How do I know I am? Doesn’t it imply a conscious presence of awareness or pure being prior to the arising of the thought “I am”, or any thought at all for that matter? Now isn’t it a fact that I am even before, during and after the thought or concept “I am” arises? Once the “I” thought arises, then for practical purposes a name has to be added to it, eg I am John. The name is given at birth but the “I am” thought doesn’t become active until around the age of 3 years.No one can grasp the thought “I”, so other concepts are added on to it or acquired by the seeming separate entity, eg I am a man, I am a Christian, I am good at sports etc. All this so called knowledge about myself is acquired or added on to the original concept in order to give it some substance. However, what is the truth of my original, unchanging condition? Isn’t all this knowledge that I have acquired after the fact of the arising of the I am thought around 3 years of age, invalid and a form of ignorance? Originally there was bliss, the peace that passes all understanding. I did not have this so called knowledge, “I am So and So” and I did not know of any such thing as existence or non existence.Prior to the arising of this “I am” thought, I didn’t know I was and there were no problems as such. As soon as this I am news arose, so did all the problems.For example – the need to sustain myself, to maintain my health, to compete for rewards with so called others, to conform to society, and also the need to search for and believe in God.

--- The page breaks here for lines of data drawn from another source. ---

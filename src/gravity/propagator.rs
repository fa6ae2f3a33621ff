//! Flood-fill gravity redirection.
//!
//! A request flips (or merely highlights) the whole connected body of
//! water around the particle nearest the request point. Traversal runs
//! over the current tick's neighbor graph with no depth limit: cost is
//! proportional to the component, not the query radius, which is the
//! point - a connected body flips together.

use glam::Vec3;

use crate::gravity::GravityChange;
use crate::particles::ParticleStore;
use crate::spatial::NeighborTable;

/// Apply one request. Returns true when directions actually changed
/// (the caller bumps its version counter on that). `visited` and
/// `stack` are engine-owned scratch reused across calls.
pub(crate) fn propagate(
    store: &mut ParticleStore,
    neighbors: &NeighborTable,
    change: &GravityChange,
    glow_duration: f32,
    visited: &mut [bool],
    stack: &mut Vec<u32>,
) -> bool {
    let Some(seed) = nearest_particle(store, change.point) else {
        // no particles at all: guarded no-op
        return false;
    };
    visited.fill(false);
    stack.clear();
    stack.push(seed as u32);
    visited[seed] = true;
    while let Some(i) = stack.pop() {
        let i = i as usize;
        store.glow[i] = glow_duration;
        if !change.highlight_only {
            store.pending_gravity[i] = change.direction;
        }
        let (indices, _) = neighbors.neighbors(i);
        for &j in indices {
            let j = j as usize;
            if !visited[j] {
                visited[j] = true;
                stack.push(j as u32);
            }
        }
    }
    !change.highlight_only
}

fn nearest_particle(store: &ParticleStore, point: Vec3) -> Option<usize> {
    let mut best_d_sq = f32::INFINITY;
    let mut best = None;
    for i in 0..store.len() {
        let d_sq = store.position(i).distance_squared(point);
        if d_sq < best_d_sq {
            best_d_sq = d_sq;
            best = Some(i);
        }
    }
    best
}

#[cfg(test)]
mod tests {
    use super::*;
    use crate::gravity::GravityDir;
    use crate::spatial::{neighbors, SpatialGrid};
    use glam::IVec3;

    /// Two 2-particle clusters farther apart than the interaction
    /// radius, neighbor lists built for all of them.
    fn two_clusters() -> (ParticleStore, NeighborTable) {
        let radius = 1.25;
        let points = vec![
            Vec3::new(2.0, 2.0, 2.0),
            Vec3::new(2.5, 2.0, 2.0),
            Vec3::new(10.0, 2.0, 2.0),
            Vec3::new(10.5, 2.0, 2.0),
            // padding to satisfy alignment, far from everything
            Vec3::new(20.0, 2.0, 2.0),
            Vec3::new(24.0, 2.0, 2.0),
            Vec3::new(28.0, 2.0, 2.0),
            Vec3::new(32.0, 2.0, 2.0),
            Vec3::new(36.0, 2.0, 2.0),
            Vec3::new(40.0, 2.0, 2.0),
            Vec3::new(44.0, 2.0, 2.0),
            Vec3::new(48.0, 2.0, 2.0),
            Vec3::new(52.0, 2.0, 2.0),
            Vec3::new(56.0, 2.0, 2.0),
            Vec3::new(60.0, 2.0, 2.0),
            Vec3::new(64.0, 2.0, 2.0),
        ];
        let store = ParticleStore::new(&points, 0, 0.5).expect("aligned");
        let grid = SpatialGrid::new(IVec3::ZERO, IVec3::new(70, 6, 6), radius).expect("bounds");
        for i in 0..store.len() {
            grid.insert(i as u32, store.position(i));
        }
        let mut table = NeighborTable::new(store.len());
        {
            let NeighborTable { counts, indices, dists, dropped } = &mut table;
            neighbors::fill_slice(&grid, store.positions(), 0, counts, indices, dists, radius, dropped);
        }
        (store, table)
    }

    #[test]
    fn flips_only_the_connected_cluster() {
        let (mut store, table) = two_clusters();
        let mut visited = vec![false; store.len()];
        let mut stack = Vec::new();
        let change = GravityChange {
            point: Vec3::new(2.1, 2.0, 2.0),
            direction: GravityDir::PosX,
            highlight_only: false,
        };
        let bumped = propagate(&mut store, &table, &change, 1.5, &mut visited, &mut stack);
        assert!(bumped);
        assert_eq!(store.pending_gravity[0], GravityDir::PosX);
        assert_eq!(store.pending_gravity[1], GravityDir::PosX);
        // the disjoint cluster keeps its direction
        assert_eq!(store.pending_gravity[2], GravityDir::NegY);
        assert_eq!(store.pending_gravity[3], GravityDir::NegY);
        // glow only where the fill walked
        assert_eq!(store.glow[0], 1.5);
        assert_eq!(store.glow[2], 0.0);
    }

    #[test]
    fn highlight_only_touches_glow() {
        let (mut store, table) = two_clusters();
        let mut visited = vec![false; store.len()];
        let mut stack = Vec::new();
        let change = GravityChange {
            point: Vec3::new(10.2, 2.0, 2.0),
            direction: GravityDir::PosZ,
            highlight_only: true,
        };
        let bumped = propagate(&mut store, &table, &change, 2.0, &mut visited, &mut stack);
        assert!(!bumped);
        assert_eq!(store.pending_gravity[2], GravityDir::NegY);
        assert_eq!(store.glow[2], 2.0);
        assert_eq!(store.glow[3], 2.0);
        assert_eq!(store.glow[0], 0.0);
    }

    #[test]
    fn empty_store_is_a_noop() {
        let mut store = ParticleStore::new(&[], 0, 0.5).expect("aligned");
        let table = NeighborTable::new(0);
        let change = GravityChange {
            point: Vec3::ZERO,
            direction: GravityDir::PosY,
            highlight_only: false,
        };
        let bumped = propagate(&mut store, &table, &change, 1.0, &mut [], &mut Vec::new());
        assert!(!bumped);
    }
}
//! Baseline stage implementations. Also the fallback for neighbor
//! blocks the SIMD paths cannot handle (degenerate pairs) and for
//! remainder lanes.

use std::ops::Range;

use glam::Vec3;

use crate::constants::capacity::NEIGHBOR_CAPACITY;
use crate::constants::step::{CORE_RADIUS, DISTANCE_EPSILON};
use crate::rng::RandomSource;

use super::{AccelJob, DensityJob};

pub(super) fn density_range(
    job: &DensityJob<'_>,
    range: Range<usize>,
    density: &mut [f32],
    near: &mut [f32],
) {
    for i in range.clone() {
        let li = i - range.start;
        let len = job.nbr_counts[i] as usize;
        let base = i * NEIGHBOR_CAPACITY;
        let (mut sum3, mut sum4) = (0.0f32, 0.0f32);
        for k in 0..len {
            // entries only exist below the interaction radius, so q > 0
            let q = 1.0 - job.nbr_dists[base + k] * job.inv_radius;
            let q2 = q * q;
            sum3 += q2 * q;
            sum4 += q2 * q2;
        }
        density[li] = 1.0 + sum3;
        near[li] = 1.0 + sum4;
    }
}

/// Shared per-particle setup for both code paths.
#[inline]
pub(super) fn particle_pressures(job: &AccelJob<'_>, i: usize) -> (f32, f32) {
    let p = &job.params;
    (
        p.stiffness * (job.density[i] - p.ambient_density),
        p.near_stiffness * job.near_density[i],
    )
}

/// Gravity seed: ambient-relative weight times the particle's own down
/// vector.
#[inline]
pub(super) fn gravity_seed(job: &AccelJob<'_>, i: usize) -> Vec3 {
    let p = &job.params;
    let rho = job.density[i];
    job.gravity[i].vector() * (p.gravity_accel * (rho - p.ambient_density) / rho)
}

/// One neighbor's contribution to a particle's acceleration.
#[inline]
pub(super) fn pair_accel(
    job: &AccelJob<'_>,
    pi: Vec3,
    press_i: f32,
    near_i: f32,
    base: usize,
    k: usize,
    rng: &mut RandomSource,
) -> Vec3 {
    let p = &job.params;
    let j = job.nbr_indices[base + k] as usize;
    let dist = job.nbr_dists[base + k];
    let q = 1.0 - dist * p.inv_radius;
    let q2 = q * q;
    let press_j = p.stiffness * (job.density[j] - p.ambient_density);
    let near_j = p.near_stiffness * job.near_density[j];
    let coeff = (press_i + press_j) * q2 + (near_i + near_j) * q2 * q;
    let axis = if dist < CORE_RADIUS {
        // coincident pair: no usable separation direction, pick one
        rng.separation_axis()
    } else {
        let pj = Vec3::new(job.pos_x[j], job.pos_y[j], job.pos_z[j]);
        (pi - pj) / (dist + DISTANCE_EPSILON)
    };
    axis * coeff
}

pub(super) fn accelerate_range(
    job: &AccelJob<'_>,
    range: Range<usize>,
    vel_x: &mut [f32],
    vel_y: &mut [f32],
    vel_z: &mut [f32],
    rng: &mut RandomSource,
) {
    let dt = job.params.dt;
    for i in range.clone() {
        let li = i - range.start;
        let pi = Vec3::new(job.pos_x[i], job.pos_y[i], job.pos_z[i]);
        let (press_i, near_i) = particle_pressures(job, i);
        let mut acc = gravity_seed(job, i);
        let len = job.nbr_counts[i] as usize;
        let base = i * NEIGHBOR_CAPACITY;
        for k in 0..len {
            acc += pair_accel(job, pi, press_i, near_i, base, k, rng);
        }
        vel_x[li] += acc.x * dt;
        vel_y[li] += acc.y * dt;
        vel_z[li] += acc.z * dt;
    }
}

The idea of god arises only in conjunction with the arising of body-mind consciousness. Without the body mind vehicle there is no need for or question of god. THIS is what is to be abided in – this non conceptual pure awareness knowingness, unaware of itself, what Nisargadatta Maharaj referred to as the natural state – Niarga means natural as in nature – the non experiential, stateless, natural state – the non dual Absolute. This is paradoxical to the mind and can never be grasped or comprehended by any thought or concept. That is why you will never find any solution in the mind which is time – memory and anticipation. This Absolute is always and ever present, but is not limited to any object or thing. There is no coming or going in this ever present, Omnipresent Absolute.
It is because of this ever present Absolute that I am able to know that “I am So and So”. n other words I am THAT by which I know I am.So my question is where am I proceeding to? From where have I arrived and to where am I proceeding? Isn’t all this coming and going just pure ignorance? Isn’t it a fact that in actuality I haven’t moved an inch, and that I am THAT I am infinitely and eternally? What had I hoped to achieve here struggling in this Adamic dream of opposites, trying in vain to acquire some thing ( perfection ) that I have never lost? Have I (the non dual Absolute) been born?Am I going to die? If there is authenticity in the pursuit of spiritual understanding, shouldn’t I ask myself these questions, look, enquire and find out for myself without going through the intermediary of any external authority? Surely no one from outside can tell me or confirm my own perfection?
If I alone am, then there are no other’s apart from me to tell me.I now know for certain that no one ever did exist before me and that I alone exist, non dual One without a second. This is Advaita ( unicity, not two ), and there is no compromise – duality never existed, it only appeared to. Nothing ever happened. Reality never changed. That is the very definition of reality – THAT which never changes. How can reality change? Only in a dream and dreams are not real or substantial. Isn’t it time to give up this children’s game of believing in and depending on a mother – father god, watching over you as the helpless child? Perhaps the truth is that you yourself are limitless and even greater than the parent god that you imagined in your ignorance was ruling over you?
These are the questions that a genuine spiritual aspirant must consider and look into.The realization of this knowledge (Jhana) which is ever-present and expresses through the mind as the thought “I am”, and which you cannot negate or grasp with any concept or thought ‘is’ spiritual childhood’s end.